We all know that neurodivergent children can have particular sleep and settling difficulties, including irregular sleeping and waking patterns – for example, lying awake until very late or waking very early in the morning, sleeping much less than expected for their age, or being awake for more than an hour during the night.
As such, our neurodivergent kids find comfort in co-sleeping with us in our rooms. However, a 2018 study revealed that moms who co-slept with their kids that perpetually woke or disruptively moved around lost an average of 51 minutes of sleep per night, and had higher reported levels of anxiety, stress, and depression.
Continued co-sleeping with your neurodivergent child affects him/her later. Studies have found that co-sleeping during school-aged years can lead to difficulties with initiating sleep, less nighttime sleeping, somnolence during the day, bedtime refusal, frequent nocturnal rousings, and high levels of sleep distress.
For your neurodivergent child, this stage of ending the co-sleeping habit with parents is one of the first steps of many that they need to do in their life to become independent and self-reliant.
In this article, I have shared the step-by-step process of ending co-sleeping with your child in your room.
Step #1: Make your neurodivergent child comfortable in his room by staying during the day in his room and play in his room
Get your neurodivergent child comfortable and used to staying in his room during his waking hours and in the daytime. Our aim is to make him like staying in his own room. Play with him, bathe him, and hug and kiss him there too. If it is his first time sleeping alone in this unfamiliar room, he needs some form of positive reinforcement to venture there like buying him some fun new toys to play with or checking some books at the library of stories he might find interesting. However, if your child is already playing and/or napping in his own room, you may skip this step altogether.
Step #2: Let your neurodivergent child nap in his own room
Help your child get accustomed to taking his naps inside his own room. At first, you may find yourself lying beside him on his bed to help him fall asleep but you may do this for 2 -3 days but no longer than that as it will be hard for your child to sleep on his own. You can bring some chairs in so you can sit beside his bed but maintain a neutral presence. Then slowly, move your chair away each day you try to make him feel more comfortable napping in his own bed.
Step #3: For a few days, co-sleep in your child’s room
When you and your child are ready for the night training - and it will be clear; we're talking days or weeks, not months - you should start The Sleep Lady Shuffle, with one extra preliminary phase:
Spend up to three nights sleeping in your neurodivergent child's room to create a bridge between the family bed and independent sleep.
Throw a mattress on the floor, drag in the guest bed, and pile up some sleeping bags -- whatever is safe and comfortable for both of you to sleep on.
You'll be surprised how much better this makes everything!
Step #4: Start the “Chair Method”
This is also commonly known as the “Sleep Lady Shuffle' or 'Camping Out', this method involves having your neurodivergent child down to bed completely awake and then placing a chair beside his bed.
From the chair, you are able to verbally reassure your neurodivergent child, pat and shush your child intermittently if he is very upset.
You will stay in the room until your child is asleep and return to the chair if he wakes up throughout the night.
Every 2-3 nights, you would move the chair further and further away from the bed until your child is falling asleep without you in the room.
Although this method is considered to be a 'gentle' parenting approach, it can be a challenging experience for you as a parent.
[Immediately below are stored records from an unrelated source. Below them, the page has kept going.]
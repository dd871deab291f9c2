//! Run settings loaded from a YAML file.
//!
//! Every section carries `#[serde(default)]`, so an empty file (or no file at
//! all) yields a runnable configuration. CLI flags are applied on top in
//! `main`.

use crate::error::ConfigError;
use crate::models::{FundingField, StrategyTier};
use crate::retry::RetryPolicy;
use serde::{Deserialize, Serialize};
use std::path::{Path, PathBuf};
use std::time::Duration;
use tracing::{debug, instrument};

#[derive(Debug, Clone, Serialize, Deserialize)]
#[serde(default)]
pub struct Settings {
    pub strategy: StrategySettings,
    pub fetch: FetchSettings,
    pub extraction: ExtractionSettings,
    pub dedup: DedupSettings,
    /// Known news sources. Used both as default crawl roots and to name records.
    pub sources: Vec<SourceEntry>,
    pub store_path: PathBuf,
}

impl Default for Settings {
    fn default() -> Self {
        Self {
            strategy: StrategySettings::default(),
            fetch: FetchSettings::default(),
            extraction: ExtractionSettings::default(),
            dedup: DedupSettings::default(),
            sources: Vec::new(),
            store_path: PathBuf::from("funding_records.json"),
        }
    }
}

#[derive(Debug, Clone, Serialize, Deserialize)]
#[serde(default)]
pub struct StrategySettings {
    pub order: Vec<StrategyTier>,
    pub max_urls_per_strategy: usize,
    pub merge_strategies: bool,
    pub deep_crawl: bool,
    pub max_depth: usize,
    pub max_pages: usize,
    pub listing_patterns: Vec<String>,
    pub max_listing_pages: usize,
    pub max_child_sitemaps: usize,
}

impl Default for StrategySettings {
    fn default() -> Self {
        Self {
            order: StrategyTier::ALL.to_vec(),
            max_urls_per_strategy: 200,
            merge_strategies: false,
            deep_crawl: false,
            max_depth: 2,
            max_pages: 30,
            listing_patterns: [
                "/news", "/funding", "/startups", "/venture", "/fundraising", "/deals",
                "/investments", "/latest", "/articles", "/blog",
            ]
            .iter()
            .map(|s| s.to_string())
            .collect(),
            max_listing_pages: 5,
            max_child_sitemaps: 10,
        }
    }
}

/// Whether one blocked response poisons the rest of the host for the run.
#[derive(Debug, Clone, Copy, Default, PartialEq, Eq, Serialize, Deserialize)]
#[serde(rename_all = "snake_case")]
pub enum BlockedHostPolicy {
    #[default]
    PerHost,
    PerUrl,
}

#[derive(Debug, Clone, Serialize, Deserialize)]
#[serde(default)]
pub struct FetchSettings {
    pub concurrency: usize,
    pub per_host_interval_ms: u64,
    pub timeout_secs: u64,
    pub max_retries: u32,
    pub base_delay_ms: u64,
    pub max_delay_ms: u64,
    pub jitter_ms: u64,
    pub user_agent: String,
    pub blocked_host_policy: BlockedHostPolicy,
    /// 2xx HTML bodies shorter than this are treated as interstitials.
    pub min_article_bytes: usize,
}

impl Default for FetchSettings {
    fn default() -> Self {
        Self {
            concurrency: 8,
            per_host_interval_ms: 1000,
            timeout_secs: 20,
            max_retries: 3,
            base_delay_ms: 500,
            max_delay_ms: 10_000,
            jitter_ms: 250,
            user_agent: format!(
                "Mozilla/5.0 (compatible; awful_funding_news/{})",
                env!("CARGO_PKG_VERSION")
            ),
            blocked_host_policy: BlockedHostPolicy::PerHost,
            min_article_bytes: 512,
        }
    }
}

impl FetchSettings {
    pub fn retry_policy(&self) -> RetryPolicy {
        RetryPolicy::new(
            self.max_retries,
            Duration::from_millis(self.base_delay_ms),
            Duration::from_millis(self.max_delay_ms),
            Duration::from_millis(self.jitter_ms),
        )
    }

    pub fn timeout(&self) -> Duration {
        Duration::from_secs(self.timeout_secs)
    }

    pub fn per_host_interval(&self) -> Duration {
        Duration::from_millis(self.per_host_interval_ms)
    }
}

#[derive(Debug, Clone, Serialize, Deserialize)]
#[serde(default)]
pub struct ExtractionSettings {
    pub concurrency: usize,
    pub requests_per_minute: u32,
    pub timeout_secs: u64,
    pub max_retries: u32,
    pub base_delay_ms: u64,
    pub max_delay_ms: u64,
    pub jitter_ms: u64,
    pub max_content_chars: usize,
    pub min_content_chars: usize,
    pub require_funding_keywords: bool,
    /// Name of the awful_aj chat template used for extraction.
    pub template_name: String,
    pub fields: Vec<FundingField>,
}

impl Default for ExtractionSettings {
    fn default() -> Self {
        Self {
            concurrency: 4,
            requests_per_minute: 60,
            timeout_secs: 120,
            max_retries: 5,
            base_delay_ms: 1000,
            max_delay_ms: 30_000,
            jitter_ms: 250,
            max_content_chars: 12_000,
            min_content_chars: 200,
            require_funding_keywords: true,
            template_name: "funding_extractor".to_string(),
            fields: vec![
                FundingField::RaisedDate,
                FundingField::CompanyName,
                FundingField::AmountRaised,
                FundingField::FundingRound,
                FundingField::Industry,
                FundingField::Website,
                FundingField::Linkedin,
            ],
        }
    }
}

impl ExtractionSettings {
    pub fn retry_policy(&self) -> RetryPolicy {
        RetryPolicy::new(
            self.max_retries,
            Duration::from_millis(self.base_delay_ms),
            Duration::from_millis(self.max_delay_ms),
            Duration::from_millis(self.jitter_ms),
        )
    }

    pub fn timeout(&self) -> Duration {
        Duration::from_secs(self.timeout_secs)
    }
}

#[derive(Debug, Clone, Serialize, Deserialize)]
#[serde(default)]
pub struct DedupSettings {
    /// Minimum similarity (0..=100) for two company names to match.
    pub threshold: u8,
    pub date_window_days: i64,
    /// How far back the corpus is loaded from the store at startup.
    pub load_window_days: i64,
}

impl Default for DedupSettings {
    fn default() -> Self {
        Self {
            threshold: 90,
            date_window_days: 30,
            load_window_days: 365,
        }
    }
}

#[derive(Debug, Clone, Default, PartialEq, Serialize, Deserialize)]
#[serde(default)]
pub struct SourceEntry {
    pub name: String,
    pub url: String,
    /// Extra hostnames that belong to this source.
    pub domains: Vec<String>,
}

impl Settings {
    /// Read and validate settings from `path`.
    #[instrument(level = "info", skip_all, fields(path = %path.display()))]
    pub fn load(path: &Path) -> Result<Self, ConfigError> {
        let raw = std::fs::read_to_string(path).map_err(|source| ConfigError::Read {
            path: path.to_path_buf(),
            source,
        })?;
        let settings = Self::from_yaml(&raw)?;
        debug!(sources = settings.sources.len(), "Loaded settings");
        Ok(settings)
    }

    pub fn from_yaml(raw: &str) -> Result<Self, ConfigError> {
        let settings: Settings = serde_yaml::from_str(raw)?;
        settings.validate()?;
        Ok(settings)
    }

    pub fn validate(&self) -> Result<(), ConfigError> {
        if self.fetch.concurrency == 0 {
            return Err(ConfigError::ZeroConcurrency { stage: "fetch" });
        }
        if self.extraction.concurrency == 0 {
            return Err(ConfigError::ZeroConcurrency { stage: "extraction" });
        }
        if self.dedup.threshold > 100 {
            return Err(ConfigError::InvalidThreshold(self.dedup.threshold));
        }
        if self.strategy.order.is_empty() {
            return Err(ConfigError::EmptyStrategyOrder);
        }
        if self.strategy.max_urls_per_strategy == 0 {
            return Err(ConfigError::ZeroUrlCap);
        }
        if self.extraction.requests_per_minute == 0 {
            return Err(ConfigError::ZeroModelQuota);
        }
        Ok(())
    }
}

/// Display name of the entry in `sources` owning `host`, ignoring `www.`.
pub fn source_name<'a>(sources: &'a [SourceEntry], host: &str) -> Option<&'a str> {
    let host = host.trim_start_matches("www.");
    sources
        .iter()
        .find(|s| {
            crate::utils::host_of(&s.url).is_some_and(|h| h.trim_start_matches("www.") == host)
                || s.domains.iter().any(|d| d.trim_start_matches("www.") == host)
        })
        .map(|s| s.name.as_str())
}
//! Category/listing page discovery.
//!
//! Follows root navigation links that match a known listing pattern
//! (`/news`, `/funding`, ...) and collects article anchors from each listing.

use super::links::{article_links, extract_anchors, matches_listing_pattern};
use super::{DiscoveryContext, Strategy};
use crate::error::DiscoveryError;
use crate::models::{CrawlTarget, StrategyTier};
use crate::utils::same_site;
use async_trait::async_trait;
use std::collections::HashSet;
use tracing::{debug, info, instrument, warn};
use url::Url;

/// Same-site links on the root page that look like listing pages.
pub fn listing_pages(root: &Url, html: &str, patterns: &[String], limit: usize) -> Vec<Url> {
    let root_host = root.host_str().unwrap_or_default();
    extract_anchors(root, html)
        .into_iter()
        .map(|a| a.url)
        .filter(|u| u.host_str().is_some_and(|h| same_site(h, root_host)))
        .filter(|u| matches_listing_pattern(u, patterns))
        .take(limit)
        .collect()
}

#[derive(Debug, Default)]
pub struct ListingStrategy;

#[async_trait]
impl Strategy for ListingStrategy {
    fn tier(&self) -> StrategyTier {
        StrategyTier::Listing
    }

    #[instrument(level = "info", skip_all, fields(root = %target.root_url))]
    async fn discover(
        &self,
        ctx: &DiscoveryContext,
        target: &CrawlTarget,
    ) -> Result<Vec<String>, DiscoveryError> {
        let root = &target.root_url;
        let home = ctx.get_page(root.as_str()).await?;
        let pages = listing_pages(
            root,
            &home,
            &ctx.settings.listing_patterns,
            ctx.settings.max_listing_pages,
        );
        if pages.is_empty() {
            return Err(DiscoveryError::NoEntryPoints(
                "no listing links on root page".to_string(),
            ));
        }
        debug!(pages = pages.len(), "following listing pages");

        let mut seen = HashSet::new();
        let mut urls = Vec::new();
        for page in pages {
            if urls.len() >= ctx.settings.max_urls_per_strategy {
                break;
            }
            let body = match ctx.get_page(page.as_str()).await {
                Ok(body) => body,
                Err(e) => {
                    warn!(page = %page, error = %e, "listing page unavailable");
                    continue;
                }
            };
            for url in article_links(&page, root, &body, &target.date_range) {
                if seen.insert(url.clone()) {
                    urls.push(url);
                }
            }
        }
        info!(count = urls.len(), "listing discovery finished");
        Ok(urls)
    }
}

#[cfg(test)]
mod tests {
    use super::*;
    use crate::models::DateRange;
    use crate::strategy::tests::context;
    use crate::testing::{MockHttp, html};
    use chrono::NaiveDate;
    use std::sync::Arc;

    const HOME: &str = r#"<html><body><nav>
        <a href="/news">News</a><a href="/funding/">Funding</a><a href="/about">About</a>
        <a href="https://other.com/news">Elsewhere</a></nav></body></html>"#;

    #[test]
    fn test_listing_pages_match_patterns_on_same_site() {
        let root = Url::parse("https://e.com/").unwrap();
        let patterns = vec!["/news".to_string(), "/funding".to_string()];
        let pages = listing_pages(&root, HOME, &patterns, 5);
        let pages: Vec<&str> = pages.iter().map(Url::as_str).collect();
        assert_eq!(pages, vec!["https://e.com/news", "https://e.com/funding/"]);
    }

    #[tokio::test]
    async fn test_collects_articles_from_listing_pages() {
        let http = Arc::new(
            MockHttp::new()
                .route("https://e.com/", html(HOME))
                .route(
                    "https://e.com/news",
                    html(r#"<a href="/2024/01/10/acme-raises">Acme</a><a href="/2023/05/01/old-news">Old</a><a href="/tag/ai">AI</a>"#),
                )
                .route(
                    "https://e.com/funding/",
                    html(r#"<a href="/2024/01/10/acme-raises">Acme again</a><a href="/deals/beta-series-a">Beta</a>"#),
                ),
        );
        let ctx = context(http);
        let target = CrawlTarget::new(
            Url::parse("https://e.com/").unwrap(),
            DateRange::new(NaiveDate::from_ymd_opt(2024, 1, 1), None),
            None,
        );
        let urls = ListingStrategy.discover(&ctx, &target).await.unwrap();
        assert_eq!(
            urls,
            vec!["https://e.com/2024/01/10/acme-raises", "https://e.com/deals/beta-series-a"]
        );
    }

    #[tokio::test]
    async fn test_no_listing_links_is_an_error() {
        let http = Arc::new(MockHttp::new().route("https://e.com/", html("<a href=\"/about\">About</a>")));
        let target = CrawlTarget::new(Url::parse("https://e.com/").unwrap(), DateRange::default(), None);
        let err = ListingStrategy.discover(&context(http), &target).await.unwrap_err();
        assert!(matches!(err, DiscoveryError::NoEntryPoints(_)));
    }
}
You have to stay in your child's room while he is crying, trying your best not to intervene too much.
This is an ideal solution for parents who want to transition their child from their bed to a separate one. It's also useful for toddlers who have grown accustomed to having a parent lay beside them until they drift off.
If a particular method is gentle and non-invasive, it will take more time to see the desired results. Generally, it may take up to two weeks for the full effects to be noticed. It is important to remember that each child's situation is different.
Co-sleeping with a neurodivergent child can be a rewarding experience for both parent and child. It can provide comfort and security to the child while giving the parent an opportunity to better understand their child’s needs.
However, it is important to remember that co-sleeping should not be continued indefinitely, and parents should gradually transition their children to sleeping on their own.
With patience and consistency, parents can help their children develop healthy sleep habits that will benefit them in the long run.
It is important to seek professional help from a sleep consultant if you are struggling with how to end co-sleeping with your neurodivergent child. They can provide advice and guidance on how best to approach the situation and ensure that both you and your child get the restful sleep that you need. With their help, you can find the best solution for ending co-sleeping in order to promote healthy sleep habits for both of you.